Spinal Muscular Atrophy Type 4 – I’ve never heard of it!

In 2009 I was successfully losing weight after having a gastric band put in, almost 20kg lost and 3 days a week at the gym, I was on top of the world.

2010 was a very different story. I turned 35 in February and started a TAFE course. All was going well until I woke one morning with the worst headache. This was the year I first saw a neurologist.

From 2010 to 2012 my mobility started to deteriorate, chronic fatigue set in as well as Fibromyalgia and all the while we were blaming tick bites for it. Easter 2012 I started to get foot drop in my right foot, I could lift my leg to take a step but I had no power in my leg to push off to keep walking. I bought myself a pair of elbow crutches and used the right one to maintain momentum to walk.

This didn’t last long, once I couldn’t ‘kid’ the leg, I placed the crutch behind the knee and lifted the leg along. It took just 10 weeks for my right leg to become useless. My left leg then started to follow the same path, I knew I needed a wheelchair, and fast!
A second hand chair got me out of trouble for a while. I could use my ankles and toes to help direct myself as once I was sitting they had and still have a good degree of function.

The years passed, many specialists appointments, tests, scans and a muscle biopsy, which for the first time provided some information. The result of the biopsy was ‘Denervation Atrophy’. The third neurologist I saw dismissed every test and the biopsy and told me “you need to go to rehab, how you are using your legs is a habit!”
In 2015 I returned to my first neurologist, my GP was great, leaving no stone unturned to try and figure out why my body was being hard to get along with. My neurologist said to me, “you have muscles missing in the arches of your feet”. I thought, how is this possible? I can push my legs as much as I can, use it or lose it, right?
We re-ran tests and compared them to previous ones. My neurologist told me he was concerned I may have Motor Neurone disease. He agreed with me when I said, “you and I both know that I’ve read enough to know I should be much worse than this if it’s MND”. He expressed he thought it may be a slowly progressive form of MND but needed to do some research before coming to his conclusion. Something I had heard plenty of times before so I left feeling not all that different from the years of appointments I’d already been to.

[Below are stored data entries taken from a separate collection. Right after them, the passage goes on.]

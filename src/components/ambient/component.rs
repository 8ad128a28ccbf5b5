//! Leptos component wrapping the ambient animation canvas.
//!
//! The component creates a full-viewport canvas element, starts the smoke
//! texture loading in the background, and runs an animation loop via
//! `requestAnimationFrame` that repaints the whole scene each frame. A
//! window resize only adjusts the canvas backing store; the scene reads the
//! new dimensions on its next frame.

use std::cell::RefCell;
use std::rc::Rc;

use leptos::prelude::*;
use wasm_bindgen::prelude::*;
use web_sys::{CanvasRenderingContext2d, HtmlCanvasElement, HtmlImageElement, Window};

use super::rng::JsRng;
use super::scene::Scene;
use super::surface::CanvasSurface;
use super::theme::Theme;

/// Default smoke sprite. Overridable through the component prop or the
/// page-embedded config.
const SMOKE_TEXTURE_URL: &str =
	"https://s3-us-west-2.amazonaws.com/s.cdpn.io/95637/Smoke-Element.png";

/// Bundles the scene with its theme and the shared smoke sprite.
struct SceneContext {
	scene: Scene,
	theme: Theme,
	smoke: HtmlImageElement,
}

/// Renders the ambient firefly-and-smoke animation on a full-viewport
/// canvas.
///
/// The canvas sizes itself to the window and follows window resizes. The
/// smoke texture loads in the background; plumes stay invisible until it is
/// ready. Set `texture_url` to substitute another sprite.
#[component]
pub fn AmbientCanvas(#[prop(default = None)] texture_url: Option<String>) -> impl IntoView {
	let canvas_ref = NodeRef::<leptos::html::Canvas>::new();
	let context: Rc<RefCell<Option<SceneContext>>> = Rc::new(RefCell::new(None));
	let animate: Rc<RefCell<Option<Closure<dyn FnMut()>>>> = Rc::new(RefCell::new(None));
	let resize_cb: Rc<RefCell<Option<Closure<dyn FnMut()>>>> = Rc::new(RefCell::new(None));
	let (context_init, animate_init, resize_cb_init) =
		(context.clone(), animate.clone(), resize_cb.clone());

	Effect::new(move |_| {
		let Some(canvas) = canvas_ref.get() else {
			return;
		};
		let canvas: HtmlCanvasElement = canvas.into();
		let window: Window = web_sys::window().unwrap();

		let (w, h) = (
			window.inner_width().unwrap().as_f64().unwrap(),
			window.inner_height().unwrap().as_f64().unwrap(),
		);
		canvas.set_width(w as u32);
		canvas.set_height(h as u32);

		let ctx: CanvasRenderingContext2d = canvas
			.get_context("2d")
			.unwrap()
			.unwrap()
			.dyn_into()
			.unwrap();

		let smoke = HtmlImageElement::new().unwrap();
		smoke.set_cross_origin(Some("anonymous"));
		smoke.set_src(texture_url.as_deref().unwrap_or(SMOKE_TEXTURE_URL));

		let theme = Theme::default();
		let scene = Scene::new(&theme, w, h, &mut JsRng);
		*context_init.borrow_mut() = Some(SceneContext {
			scene,
			theme,
			smoke,
		});

		let canvas_resize = canvas.clone();
		*resize_cb_init.borrow_mut() = Some(Closure::new(move || {
			let win: Window = web_sys::window().unwrap();
			let (nw, nh) = (
				win.inner_width().unwrap().as_f64().unwrap(),
				win.inner_height().unwrap().as_f64().unwrap(),
			);
			canvas_resize.set_width(nw as u32);
			canvas_resize.set_height(nh as u32);
		}));
		if let Some(ref cb) = *resize_cb_init.borrow() {
			let _ = window.add_event_listener_with_callback("resize", cb.as_ref().unchecked_ref());
		}

		let (context_anim, animate_inner) = (context_init.clone(), animate_init.clone());
		let canvas_anim = canvas.clone();
		*animate_init.borrow_mut() = Some(Closure::new(move || {
			if let Some(ref mut c) = *context_anim.borrow_mut() {
				let mut surface = CanvasSurface::new(
					ctx.clone(),
					c.smoke.clone(),
					f64::from(canvas_anim.width()),
					f64::from(canvas_anim.height()),
				);
				c.scene.frame(&mut surface, &c.theme, &mut JsRng);
			}
			if let Some(ref cb) = *animate_inner.borrow() {
				let _ = web_sys::window()
					.unwrap()
					.request_animation_frame(cb.as_ref().unchecked_ref());
			}
		}));
		if let Some(ref cb) = *animate_init.borrow() {
			let _ = window.request_animation_frame(cb.as_ref().unchecked_ref());
		}
	});

	view! {
		<canvas
			node_ref=canvas_ref
			class="ambient-canvas"
			style="display: block; position: fixed; inset: 0; pointer-events: none;"
		/>
	}
}
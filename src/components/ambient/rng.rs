//! Randomness seam for the ambient scene.
//!
//! Every random draw goes through [`RngSource`], so tests can substitute a
//! fixed value sequence and assert exact post-spawn field values. The
//! deployed host uses [`JsRng`], backed by `Math.random`.

/// Uniform random source.
pub trait RngSource {
	/// Next uniform value in [0, 1).
	fn next_f64(&mut self) -> f64;

	/// Uniform value in [lo, hi).
	fn range(&mut self, lo: f64, hi: f64) -> f64 {
		lo + self.next_f64() * (hi - lo)
	}
}

/// Browser random source backed by `js_sys::Math::random`.
pub struct JsRng;

impl RngSource for JsRng {
	fn next_f64(&mut self) -> f64 {
		js_sys::Math::random()
	}
}

#[cfg(test)]
pub(crate) mod testing {
	use super::RngSource;

	/// Replays a fixed value sequence, cycling when exhausted.
	pub struct CycleRng {
		values: Vec<f64>,
		at: usize,
	}

	impl CycleRng {
		pub fn new(values: &[f64]) -> Self {
			Self {
				values: values.to_vec(),
				at: 0,
			}
		}

		pub fn constant(value: f64) -> Self {
			Self::new(&[value])
		}
	}

	impl RngSource for CycleRng {
		fn next_f64(&mut self) -> f64 {
			let value = self.values[self.at % self.values.len()];
			self.at += 1;
			value
		}
	}
}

Upon my return my neurologist told me he believes my condition is Spinal Muscular Atrophy type four. I sat bog eyed looking at him, he knew I was very unsure of what this meant.
He explained to me it’s rather rare and in his entire career as a Neurology Professor he had never seen a case and I was his first diagnosis. For an 83 year old Professor with a commendable career to have never diagnosed someone with this baffled me. I was hoping the answer would be something treatable and common but it wasn’t!

During 2016 I started to notice I had lost a lot of strength in being able to push myself on anything but flat ground. I had lost quite a bit of upper body strength. I knew the strength I had I needed to prioritise. I needed a motorised wheelchair and I’d put off the inevitable for too long. My children were constantly helping me in my chair, conquer hills, gutters, assembling it out of the car etc.

The world of disability services and all that goes with it is a costly road and nothing happens quickly when you have to go through a government agency and that’s if you qualify for help to begin with. There is no price on independence, we all deserve the ability to live life to our best.
SMA type four is the better end of the stick I say. I tell people that I have the good one and that babies and children are far worse effected. Yet the professionals that are there to help us still know little about this genetic condition.

I will continue to push my physical boundaries even if that means being in bed exhausted for the next however many days. To date I still have what I call my ‘dicky walk’ barefoot I use my toes on my left foot to grab the floor and flick my ankle out, lean my weight in to my left and proceed to rock back and forth to move leftwards. It’s slow and taxing, but it’s the best my legs do. With the muscle wastage and lack of nerve coating, my muscles stay clenched when I am standing and doing my ‘dicky walk’. It means the Fibromyalgia is aggravated and the chronic fatigue also, but, use it or lose it!

I live in a rural area and have three teenagers, two of which are high functioning ASD.
It’s a full-on household at my place but we get through each week. My kids have witnessed the medical institution in its most frustrating form and I hope it brings them wisdom in years to come. They know how precious health is and to appreciate what you do have.